朱瞻基看他意犹未尽的模样,笑着点头道:“那是自然,不用你开口,我自会安排他们好好侍奉于你。
如今锦衣卫和诏狱都归我掌管,你在其中有什么需求,除了外出诏狱,只管吩咐便是。”
解缙脸上喜色浮现,连连点头笑道:“如此甚好,如此甚好!”
见他心情好转,朱瞻基笑着打个招呼,转身向外走去。
走出牢房时,另一边闻声赶来的张懋也迎了上来。
“太孙!”
行礼之后,朱瞻基回头看了牢房一眼,不动声色地朝外一指,张懋心领神会,点点头,将牢房重新锁好后,随朱瞻基离去。
确认牢房那边听不到声音后,朱瞻基才停下脚步,对张懋说道:
“一会儿你给解缙送去些纸笔,他会给你一份名单,无论用什么手段,莫须有的罪名也好,栽赃陷害也罢,我只要你能在三日内,名单上的人全部关进诏狱!”
张懋听后立刻恭敬地答应,没问朱瞻基为何这么做。
对他们锦衣卫而言,这种事太平常不过。
既然决定投靠朱瞻基,别说陷害几人,就算是*也在情理之中。
朱瞻基很满意他的态度,但想到诏狱的情况,又补充道:
“记住,人可以抓,但不能动粗。
进了诏狱,解缙和那些人都要好生对待。
若他们闹腾,也让兄弟们忍住。
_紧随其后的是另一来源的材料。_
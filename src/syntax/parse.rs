// Parser
//
//  Copyright (C) 2014-2023 Ryan Specialty, LLC.
//
//  This file is part of WEAVER.
//
//  This program is free software: you can redistribute it and/or modify
//  it under the terms of the GNU General Public License as published by
//  the Free Software Foundation, either version 3 of the License, or
//  (at your option) any later version.
//
//  This program is distributed in the hope that it will be useful,
//  but WITHOUT ANY WARRANTY; without even the implied warranty of
//  MERCHANTABILITY or FITNESS FOR A PARTICULAR PURPOSE.  See the
//  GNU General Public License for more details.
//
//  You should have received a copy of the GNU General Public License
//  along with this program.  If not, see <http://www.gnu.org/licenses/>.

//! Recursive-descent parser producing a [`ParsedUnit`].
//!
//! The grammar is a small subset of C#:
//!   classes with single inheritance,
//!   fields, methods, properties and events,
//!   and the statements and expressions listed in [`ast`](super::ast).
//!
//! Link markers are recognized here and only here:
//!   `link(Selector, kind[, hint])` produces an [`ExprKind::Link`] node and
//!   records its [`LinkMarker`] in the [`LinkTable`].
//! Nothing downstream ever looks at the spelling `link` again.

use super::{
    ast::*,
    lex::{LexError, Lexer, Punct, Token, TokenKind},
};
use crate::{
    diagnose::{Annotate, AnnotatedSpan, Diagnostic},
    span::{Context, Span},
};
use arrayvec::ArrayVec;
use std::{error::Error, fmt::Display};

/// Parse a complete compilation unit.
pub fn parse(ctx: Context, src: &str) -> Result<ParsedUnit, ParseError> {
    Parser::new(ctx, src)?.parse_unit()
}

pub struct Parser {
    toks: Vec<Token>,
    pos: usize,
    ids: NodeIdGen,
    links: LinkTable,
}

type PResult<T> = Result<T, ParseError>;

/// Join two spans of the same context.
fn join(a: Span, b: Span) -> Span {
    a.merge(b).unwrap_or(a)
}
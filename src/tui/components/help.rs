//! Help desk page: key reference and placement-cell contacts.

use ratatui::Frame;
use ratatui::layout::Rect;
use ratatui::style::{Color, Style};
use ratatui::text::Line;
use ratatui::widgets::{Block, Borders, Padding, Paragraph, Wrap};

pub fn render_help(frame: &mut Frame, area: Rect) {
    let heading = |text: &'static str| Line::from(text).style(Style::default().fg(Color::White));
    let entry = |key: &str, what: &str| Line::from(format!("  {key:<10}{what}"));

    let lines = vec![
        heading("Keys"),
        Line::from(""),
        entry("j c s i d", "Jobs / Companies / Students / Interviews / Documents"),
        entry("a u", "Analytics / User directory (where permitted)"),
        entry("p r", "Edit profile / Resume builder (students)"),
        entry("↑ ↓", "Move selection"),
        entry("Enter", "Open the selected entry"),
        entry("Esc", "Back to the previous page"),
        entry("q", "Quit (Ctrl+C anywhere)"),
        Line::from(""),
        heading("Contact"),
        Line::from(""),
        Line::from("  Placement cell office, Admin Block room 204."),
        Line::from("  placements@uni.edu — replies within one working day."),
    ];

    let block = Block::default()
        .borders(Borders::ALL)
        .border_style(Style::default().fg(Color::DarkGray))
        .title(" Help Desk ")
        .title_bottom(Line::from(" Esc Back ").centered())
        .padding(Padding::horizontal(1));
    frame.render_widget(Paragraph::new(lines).wrap(Wrap { trim: false }).block(block), area);
}

#[cfg(test)]
mod tests {
    use super::*;
    use ratatui::Terminal;
    use ratatui::backend::TestBackend;

    #[test]
    fn test_help_lists_keys_and_contact() {
        let backend = TestBackend::new(80, 20);
        let mut terminal = Terminal::new(backend).unwrap();
        terminal.draw(|f| render_help(f, f.area())).unwrap();
        let text: String = terminal
            .backend()
            .buffer()
            .content()
            .iter()
            .map(|c| c.symbol())
            .collect();
        assert!(text.contains("Keys"));
        assert!(text.contains("placements@uni.edu"));
    }
}
//! End-to-end flows through the reducer: sequences of actions against a
//! fresh app, asserting on the resulting state. No terminal involved.

use placeboard::core::action::{Action, Effect, update};
use placeboard::core::directory::{
    Role, UserDraft, UserStatus, generate_user_report, get_user_stats,
};
use placeboard::core::nav::Page;
use placeboard::core::state::App;
use chrono::Utc;

fn navigate(app: &mut App, page: Page, title: &str) {
    update(
        app,
        Action::Navigate {
            page,
            title: title.to_string(),
        },
    );
}

#[test]
fn test_deep_navigation_and_back_restores_breadcrumbs() {
    let mut app = App::new(Role::Admin);
    assert_eq!(app.nav.breadcrumbs(), vec!["Dashboard"]);

    navigate(&mut app, Page::JobBoard, "Job Board");
    navigate(&mut app, Page::JobDetail(1), "Backend Engineer Intern");
    assert_eq!(
        app.nav.breadcrumbs(),
        vec!["Dashboard", "Job Board", "Backend Engineer Intern"]
    );

    update(&mut app, Action::Back);
    assert_eq!(app.nav.breadcrumbs(), vec!["Dashboard", "Job Board"]);
    update(&mut app, Action::Back);
    assert_eq!(app.nav.breadcrumbs(), vec!["Dashboard"]);

    // Back at the root stays at the root
    update(&mut app, Action::Back);
    assert_eq!(app.nav.current().page, Page::Dashboard);
    assert_eq!(app.nav.depth(), 1);
}

#[test]
fn test_role_gate_blocks_restricted_pages_end_to_end() {
    let mut app = App::new(Role::Student);
    navigate(&mut app, Page::UserDirectory, "User Directory");
    assert_eq!(app.nav.current().page, Page::Dashboard);
    assert!(app.status_message.contains("not available"));

    // The same push works for operations staff
    let mut app = App::new(Role::Operations);
    navigate(&mut app, Page::UserDirectory, "User Directory");
    assert_eq!(app.nav.current().page, Page::UserDirectory);
}

#[test]
fn test_admin_session_mutates_directory_and_stats_follow() {
    let mut app = App::new(Role::Admin);
    let before = get_user_stats(&app.users);

    update(
        &mut app,
        Action::SetUserStatus {
            id: 1,
            status: UserStatus::Suspended,
        },
    );
    update(&mut app, Action::DeleteUser { id: 2 });

    let after = get_user_stats(&app.users);
    assert_eq!(after.total, before.total - 1);
    assert_eq!(after.by_status.suspended, before.by_status.suspended + 1);
    assert_eq!(after.by_role.sum(), after.total);

    let report = generate_user_report(&app.users, Utc::now(), 30);
    assert_eq!(report.total, after.total);
}

#[test]
fn test_profile_edit_round_trip() {
    let mut app = App::new(Role::Student);
    navigate(&mut app, Page::ProfileEdit, "Edit Profile");

    // An invalid draft stays on the page
    update(&mut app, Action::SubmitProfile(UserDraft::default()));
    assert_eq!(app.nav.current().page, Page::ProfileEdit);

    // A valid draft saves and steps back to where the user came from
    let draft = UserDraft {
        name: "Aarav Sharma".to_string(),
        email: "aarav.sharma@uni.edu".to_string(),
        role: Some(Role::Student),
        department: "Computer Science".to_string(),
    };
    update(&mut app, Action::SubmitProfile(draft));
    assert_eq!(app.nav.current().page, Page::Dashboard);
    assert!(app.status_message.contains("Profile saved for Aarav Sharma"));
}

#[test]
fn test_quit_is_the_only_quitting_effect() {
    let mut app = App::new(Role::Faculty);
    assert_eq!(
        update(
            &mut app,
            Action::Navigate {
                page: Page::StudentDirectory,
                title: "Students".to_string()
            }
        ),
        Effect::None
    );
    assert_eq!(update(&mut app, Action::Back), Effect::None);
    assert_eq!(update(&mut app, Action::Quit), Effect::Quit);
}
”
说完稍作停顿,从怀中拿出一个小袋子扔给张懋,“这里面有金豆子,你分给他们,当作打扰的补偿。”
张懋喜滋滋接过后掂量着手里的分量,笑着说:“我替兄弟们感谢太孙殿下!”
朱瞻基笑着摇头,“就这点金子,至于这么高兴吗?”
张懋认真地回道:“当然不同,这是太孙殿下赏赐的!”
朱瞻基无奈地沉默片刻,叮嘱道:“解缙那边暂时别告诉他,抓来的人也要和他分开关押。
等他把想到的所有人全写出来后,再通知他。”
朱瞻基担心张懋不小心让解缙知道自己的计划,那样解缙可能会不配合。
毕竟出卖朋友和被人出卖是两回事。
即使解缙最后把人都交代了,朱瞻基也不在意,反正和他没关系。
出卖者是解缙,不是他。
完美计划!
张懋虽不清楚详情,但猜到朱瞻基在算计解缙,心里为解缙默哀一番后,愉快地点头:
“太孙殿下尽管放心,诏狱里牢房多得是,到时候我会让解学士好好交代所有事!”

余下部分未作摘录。